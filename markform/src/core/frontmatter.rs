//! YAML front matter: split from the body, read the `markform` key.
//!
//! The raw block is kept so the serializer can emit it byte-for-byte; only
//! forms built in code get freshly rendered YAML.

use std::collections::BTreeMap;

use serde::{Deserialize, Serialize};

use crate::core::error::{ParseError, ParseErrorKind};
use crate::core::model::{HarnessHints, default_roles};

/// Contents of the `markform` front-matter key.
#[derive(Debug, Clone, Default, PartialEq, Eq, Serialize, Deserialize)]
#[serde(default, deny_unknown_fields)]
pub struct MarkformMeta {
    #[serde(skip_serializing_if = "Option::is_none")]
    pub spec: Option<String>,
    #[serde(skip_serializing_if = "Option::is_none")]
    pub roles: Option<Vec<String>>,
    #[serde(skip_serializing_if = "BTreeMap::is_empty")]
    pub role_instructions: BTreeMap<String, String>,
    #[serde(skip_serializing_if = "HarnessHints::is_empty")]
    pub harness: HarnessHints,
}

impl MarkformMeta {
    pub fn roles(&self) -> Vec<String> {
        self.roles.clone().unwrap_or_else(default_roles)
    }
}

#[derive(Serialize)]
struct Wrapper<'a> {
    markform: &'a MarkformMeta,
}

/// Document text split at the end of the front matter.
#[derive(Debug)]
pub struct Split<'a> {
    /// Verbatim front matter including both `---` lines and the final newline.
    pub raw: Option<&'a str>,
    pub meta: MarkformMeta,
    pub body: &'a str,
    /// Number of lines consumed by the front matter.
    pub body_line_offset: usize,
}

/// Split normalized (`\n`) text into front matter and body.
pub fn split(text: &str) -> Result<Split<'_>, ParseError> {
    let Some(after_open) = text.strip_prefix("---\n") else {
        return Ok(Split {
            raw: None,
            meta: MarkformMeta::default(),
            body: text,
            body_line_offset: 0,
        });
    };

    let mut offset = 4;
    let mut line_no = 1;
    for line in after_open.split_inclusive('\n') {
        line_no += 1;
        let end = offset + line.len();
        if line.trim_end_matches('\n') == "---" {
            let yaml = &text[4..offset];
            let meta = parse_meta(yaml).map_err(|message| {
                ParseError::new(1, 1, ParseErrorKind::FrontMatter(message))
            })?;
            return Ok(Split {
                raw: Some(&text[..end]),
                meta,
                body: &text[end..],
                body_line_offset: line_no,
            });
        }
        offset = end;
    }

    Err(ParseError::new(
        1,
        1,
        ParseErrorKind::Unclosed("front matter".to_string()),
    ))
}

fn parse_meta(yaml: &str) -> Result<MarkformMeta, String> {
    let value: serde_yaml::Value = serde_yaml::from_str(yaml).map_err(|err| err.to_string())?;
    let markform = match value {
        serde_yaml::Value::Null => return Ok(MarkformMeta::default()),
        serde_yaml::Value::Mapping(mut map) => map.remove("markform"),
        _ => return Err("expected a mapping".to_string()),
    };
    match markform {
        None | Some(serde_yaml::Value::Null) => Ok(MarkformMeta::default()),
        Some(value) => {
            serde_yaml::from_value(value).map_err(|err| format!("markform: {err}"))
        }
    }
}

/// Render a canonical front-matter block, or nothing for default metadata.
pub fn render(meta: &MarkformMeta) -> Result<Option<String>, serde_yaml::Error> {
    if meta == &MarkformMeta::default() {
        return Ok(None);
    }
    let yaml = serde_yaml::to_string(&Wrapper { markform: meta })?;
    Ok(Some(format!("---\n{yaml}---\n")))
}

#[cfg(test)]
mod tests {
    use super::*;

    #[test]
    fn text_without_front_matter_is_all_body() {
        let split = split("<!-- form id=\"f\" -->\n").expect("split");
        assert!(split.raw.is_none());
        assert_eq!(split.body_line_offset, 0);
        assert_eq!(split.meta, MarkformMeta::default());
    }

    #[test]
    fn markform_key_is_read_and_other_keys_are_kept_raw() {
        let text = "---\ntitle: Intake\nmarkform:\n  roles: [user, agent, reviewer]\n  harness:\n    max_turns: 7\n---\nbody\n";
        let split = split(text).expect("split");
        assert_eq!(
            split.raw,
            Some("---\ntitle: Intake\nmarkform:\n  roles: [user, agent, reviewer]\n  harness:\n    max_turns: 7\n---\n")
        );
        assert_eq!(split.body, "body\n");
        assert_eq!(split.body_line_offset, 7);
        assert_eq!(split.meta.roles().len(), 3);
        assert_eq!(split.meta.harness.max_turns, Some(7));
    }

    #[test]
    fn unknown_markform_keys_are_errors() {
        let err = split("---\nmarkform:\n  rolez: [a]\n---\n").expect_err("unknown key");
        assert!(matches!(err.kind, ParseErrorKind::FrontMatter(_)));

        let err = split("---\nmarkform:\n  harness:\n    max_turn: 3\n---\n")
            .expect_err("unknown harness key");
        assert!(matches!(err.kind, ParseErrorKind::FrontMatter(_)));
    }

    #[test]
    fn unclosed_front_matter_is_an_error() {
        let err = split("---\nmarkform: {}\n").expect_err("unclosed");
        assert_eq!(
            err.kind,
            ParseErrorKind::Unclosed("front matter".to_string())
        );
    }

    #[test]
    fn rendered_front_matter_splits_back() {
        let meta = MarkformMeta {
            roles: Some(vec!["agent".to_string()]),
            ..MarkformMeta::default()
        };
        let rendered = render(&meta).expect("render").expect("non-default");
        let text = format!("{rendered}rest\n");
        let split = split(&text).expect("split");
        assert_eq!(split.meta, meta);
        assert_eq!(split.body, "rest\n");
        assert_eq!(render(&MarkformMeta::default()).expect("render"), None);
    }
}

================================

Brief: Take every line from the listing above that includes the word "lines" and copy it.

Answer space:
    /// Verbatim front matter including both `---` lines and the final newline.
    /// Number of lines consumed by the front matter.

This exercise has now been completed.